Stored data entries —
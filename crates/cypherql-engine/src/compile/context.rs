//! Per-compile context and selection-set recursion.

use super::builder::{Closing, StatementBuilder};
use super::literal::{cypher_literal, raw_text};
use crate::config::Config;
use crate::schema::{ArgDescriptor, FieldDescriptor, FieldKind, SchemaIndex};
use cypherql_adapters::query::cypher::Fragment;
use cypherql_adapters::query::graphql::{Field, FragmentDefinition, Selection, SelectionSet};
use cypherql_adapters::query::template::substitute_placeholders;
use cypherql_common::Direction;
use cypherql_common::utils::error::{CompileError, Result, SchemaError};
use indexmap::IndexMap;
use indexmap::map::Entry;
use serde_json::Value;

/// Everything one compile owns or borrows. Created fresh per call.
pub(crate) struct CompileContext<'a> {
    pub(crate) schema: &'a SchemaIndex,
    pub(crate) config: &'a Config,
    fragments: &'a IndexMap<String, FragmentDefinition>,
    pub(crate) builder: StatementBuilder,
}

/// Inline pattern properties and identity conditions for one pattern variable.
#[derive(Debug, Default)]
pub(crate) struct Filter {
    /// `{k: $p, ...}` or empty.
    pub(crate) properties: String,
    /// ` WHERE ID(v) = $p` or empty.
    pub(crate) where_id: String,
}

impl<'a> CompileContext<'a> {
    pub(crate) fn new(
        schema: &'a SchemaIndex,
        config: &'a Config,
        fragments: &'a IndexMap<String, FragmentDefinition>,
    ) -> Self {
        Self {
            schema,
            config,
            fragments,
            builder: StatementBuilder::new(),
        }
    }

    /// Projects every selected field of `type_name` into `frame`, recursing
    /// into nested object fields.
    pub(crate) fn project_selection(
        &mut self,
        type_name: &str,
        path: &str,
        frame: usize,
        selection: &SelectionSet,
        depth: usize,
    ) -> Result<()> {
        if depth > self.config.max_depth {
            return Err(CompileError::DepthExceeded {
                max_depth: self.config.max_depth,
            }
            .into());
        }

        for field in self.flatten(type_name, selection)? {
            if field.name == "__typename" {
                let name = cypher_literal(&Value::String(type_name.to_string()));
                self.builder.project(frame, field.response_key(), &name);
                continue;
            }

            let descriptor = self.schema.resolve_field(type_name, &field.name)?;
            if descriptor.is_schema_type {
                self.project_object(&descriptor, &field, path, frame, depth)?;
            } else {
                let expr = self.scalar_projection(&descriptor, &field, path, frame)?;
                self.builder.project(frame, field.response_key(), &expr);
            }
        }
        Ok(())
    }

    /// Fields of a selection set with fragment spreads and matching inline
    /// fragments expanded in place.
    ///
    /// Fields sharing a response key are merged into the first occurrence,
    /// their sub-selections concatenated.
    fn flatten(&self, type_name: &str, selection: &SelectionSet) -> Result<Vec<Field>> {
        let mut fields = Vec::new();
        self.flatten_into(type_name, selection, &mut fields)?;

        let mut merged: IndexMap<String, Field> = IndexMap::with_capacity(fields.len());
        for field in fields {
            match merged.entry(field.response_key().to_string()) {
                Entry::Occupied(mut first) => first
                    .get_mut()
                    .selection_set
                    .selections
                    .extend(field.selection_set.selections),
                Entry::Vacant(slot) => {
                    slot.insert(field);
                }
            }
        }
        Ok(merged.into_values().collect())
    }

    fn flatten_into(&self, type_name: &str, selection: &SelectionSet, out: &mut Vec<Field>) -> Result<()> {
        for item in &selection.selections {
            match item {
                Selection::Field(field) => out.push(field.clone()),
                Selection::FragmentSpread(name) => {
                    let fragment = self.fragments.get(name).ok_or_else(|| {
                        CompileError::UnknownFragment { name: name.clone() }
                    })?;
                    if fragment.type_condition == type_name {
                        self.flatten_into(type_name, &fragment.selection_set, out)?;
                    }
                }
                Selection::InlineFragment(inline) => {
                    if inline.type_condition.as_deref().is_none_or(|t| t == type_name) {
                        self.flatten_into(type_name, &inline.selection_set, out)?;
                    } else {
                        tracing::trace!(type_name, "inline fragment on another type skipped");
                    }
                }
            }
        }
        Ok(())
    }

    fn scalar_projection(
        &mut self,
        descriptor: &FieldDescriptor,
        field: &Field,
        path: &str,
        frame: usize,
    ) -> Result<String> {
        match &descriptor.kind {
            FieldKind::Identity => Ok(format!("ID({path})")),
            FieldKind::Plain | FieldKind::Relationship { .. } => {
                Ok(format!("{path}.`{}`", descriptor.alias))
            }
            FieldKind::Overridden { fragment } => {
                self.scalar_override(fragment, field, path, frame)
            }
        }
    }

    /// Inlines a scalar override fragment and returns the field's projection.
    fn scalar_override(
        &mut self,
        fragment: &str,
        field: &Field,
        path: &str,
        frame: usize,
    ) -> Result<String> {
        let prefix = format!("{path}_{}", field.response_key());
        let fragment = self.parse_fragment(fragment, field)?;
        let (body, tail) = split_return(&fragment, field)?;

        let bound = fragment.bound_variables();
        let rename = |v: &str| {
            if v == "this" {
                Some(path.to_string())
            } else if bound.iter().any(|b| b == v) {
                Some(format!("{prefix}_{v}"))
            } else {
                None
            }
        };
        let body = body.rename_variables(rename);
        let tail = tail.rename_variables(rename);

        if self.config.subquery_calls {
            let inner = if body.is_empty() {
                String::new()
            } else {
                format!("{body} ")
            };
            self.builder
                .push_match(format!("CALL {{ WITH {path} {inner}RETURN {tail} AS {prefix} }}"));
            self.builder.bind_scope(&prefix);
            self.builder.thread(&prefix, frame, None);
            return Ok(prefix);
        }

        if !body.is_empty() {
            let clause = self.optional_clause(&body);
            self.builder.push_match(clause);
        }

        if tail.is_aggregate() {
            let scope = self.builder.scope().join(", ");
            self.builder
                .push_match(format!("WITH {scope}, {tail} AS {prefix}"));
            self.builder.bind_scope(&prefix);
            self.builder.thread(&prefix, frame, None);
            return Ok(prefix);
        }

        for var in &bound {
            let renamed = format!("{prefix}_{var}");
            if tail.mentions(&renamed) {
                self.builder.bind_scope(&renamed);
                self.builder.thread(&renamed, frame, None);
            }
        }
        Ok(tail.to_string())
    }

    fn project_object(
        &mut self,
        descriptor: &FieldDescriptor,
        field: &Field,
        parent: &str,
        parent_frame: usize,
        depth: usize,
    ) -> Result<()> {
        let child = format!("{parent}_{}", field.response_key());
        let alias = self.schema.type_alias(&descriptor.graph_type)?;

        match &descriptor.kind {
            FieldKind::Relationship {
                edge_type,
                direction,
            } => {
                let filter = self.filter(
                    &child,
                    &descriptor.graph_type,
                    &descriptor.declared_args,
                    &field.arguments,
                )?;
                let edge = format!("{child}_{edge_type}");
                let node = format!("({child}:`{alias}`{})", filter.properties);
                let pattern = match direction {
                    Direction::Out => format!("({parent})-[{edge}:{edge_type}]->{node}"),
                    Direction::In => format!("({parent})<-[{edge}:{edge_type}]-{node}"),
                };
                self.builder
                    .push_match(format!("OPTIONAL MATCH {pattern}{}", filter.where_id));
            }
            FieldKind::Overridden { fragment } => {
                self.object_override(fragment, field, parent, &child)?;
            }
            FieldKind::Plain | FieldKind::Identity => {
                return Err(SchemaError::InvalidDirective {
                    directive: "relationship".to_string(),
                    location: descriptor.name.clone(),
                    message: "object-typed field needs @relationship or @graphQuery".to_string(),
                }
                .into());
            }
        }

        let closing = if descriptor.is_array {
            Closing::Array {
                limit: limit_argument(&field.arguments),
            }
        } else {
            Closing::Object
        };
        let child_frame = self.builder.open_frame(&child, closing);
        self.project_selection(
            &descriptor.graph_type,
            &child,
            child_frame,
            &field.selection_set,
            depth + 1,
        )?;
        self.builder.project(parent_frame, field.response_key(), &child);
        self.builder.thread(&child, parent_frame, Some(child_frame));
        Ok(())
    }

    /// Inlines an object override fragment whose `RETURN` names the child node.
    fn object_override(&mut self, fragment: &str, field: &Field, parent: &str, child: &str) -> Result<()> {
        let fragment = self.parse_fragment(fragment, field)?;
        let (body, tail) = split_return(&fragment, field)?;
        let Some(returned) = tail.as_variable().map(str::to_string) else {
            return Err(CompileError::InvalidFragment {
                field_name: field.name.clone(),
                message: format!("an object field must return a single node variable, not '{tail}'"),
            }
            .into());
        };

        let bound = fragment.bound_variables();
        let body = body.rename_variables(|v| {
            if v == "this" {
                Some(parent.to_string())
            } else if v == returned {
                Some(child.to_string())
            } else if bound.iter().any(|b| b == v) {
                Some(format!("{child}_{v}"))
            } else {
                None
            }
        });
        let clause = self.optional_clause(&body);
        self.builder.push_match(clause);
        Ok(())
    }

    /// Substitutes the field's arguments into a fragment and lexes it.
    pub(crate) fn parse_fragment(&self, fragment: &str, field: &Field) -> Result<Fragment> {
        let text = substitute_placeholders(fragment, |name| field.argument(name).map(raw_text));
        Fragment::parse(&text).map_err(|e| {
            CompileError::InvalidFragment {
                field_name: field.name.clone(),
                message: e.to_string(),
            }
            .into()
        })
    }

    fn optional_clause(&self, body: &Fragment) -> String {
        match body.leading_keyword() {
            Some(kw) if self.config.optional_override_matches && kw.eq_ignore_ascii_case("MATCH") => {
                format!("OPTIONAL {body}")
            }
            _ => body.to_string(),
        }
    }

    /// Turns field arguments into pattern properties and identity conditions.
    ///
    /// `filter` input objects are flattened; `options` and `limit` are left
    /// to the caller; `null` values are ignored.
    pub(crate) fn filter(
        &mut self,
        var: &str,
        type_name: &str,
        declared: &[ArgDescriptor],
        arguments: &IndexMap<String, Value>,
    ) -> Result<Filter> {
        let identity = self.schema.identity_field(type_name).map(str::to_string);
        let mut properties = Vec::new();
        let mut ids = Vec::new();

        let mut add = |builder: &mut StatementBuilder, name: &str, arg: Option<&ArgDescriptor>, value: &Value| {
            let is_id = arg.is_some_and(|a| a.is_id) || identity.as_deref() == Some(name);
            let param = builder.bind_param(&format!("{var}_{name}"), value.clone());
            if is_id {
                ids.push(format!("ID({var}) = ${param}"));
            } else {
                let key = arg.map_or(name, ArgDescriptor::property);
                properties.push(format!("{key}: ${param}"));
            }
        };

        for (name, value) in arguments {
            if value.is_null() || name == "options" || name == "limit" {
                continue;
            }
            let declared_arg = declared.iter().find(|a| &a.name == name);
            match value {
                Value::Object(input) if name == "filter" => {
                    let input_args = match declared_arg {
                        Some(a) => self.schema.resolve_input_args(&a.graph_type)?,
                        None => Vec::new(),
                    };
                    for (k, v) in input {
                        if v.is_null() {
                            continue;
                        }
                        let arg = input_args.iter().find(|a| &a.name == k);
                        add(&mut self.builder, k, arg, v);
                    }
                }
                _ => add(&mut self.builder, name, declared_arg, value),
            }
        }

        Ok(Filter {
            properties: if properties.is_empty() {
                String::new()
            } else {
                format!("{{{}}}", properties.join(", "))
            },
            where_id: if ids.is_empty() {
                String::new()
            } else {
                format!(" WHERE {}", ids.join(" AND "))
            },
        })
    }
}

fn split_return(fragment: &Fragment, field: &Field) -> Result<(Fragment, Fragment)> {
    fragment.split_return().ok_or_else(|| {
        CompileError::InvalidFragment {
            field_name: field.name.clone(),
            message: "fragment has no top-level RETURN".to_string(),
        }
        .into()
    })
}

/// `options.limit`, else a top-level `limit` argument.
pub(crate) fn limit_argument(arguments: &IndexMap<String, Value>) -> Option<u64> {
    arguments
        .get("options")
        .and_then(|o| o.get("limit"))
        .or_else(|| arguments.get("limit"))
        .and_then(Value::as_u64)
}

Your task — Look through the entries and return each line that has the word "find" in it.

Reply to the task —
            let declared_arg = declared.iter().find(|a| &a.name == name);
                        let arg = input_args.iter().find(|a| &a.name == k);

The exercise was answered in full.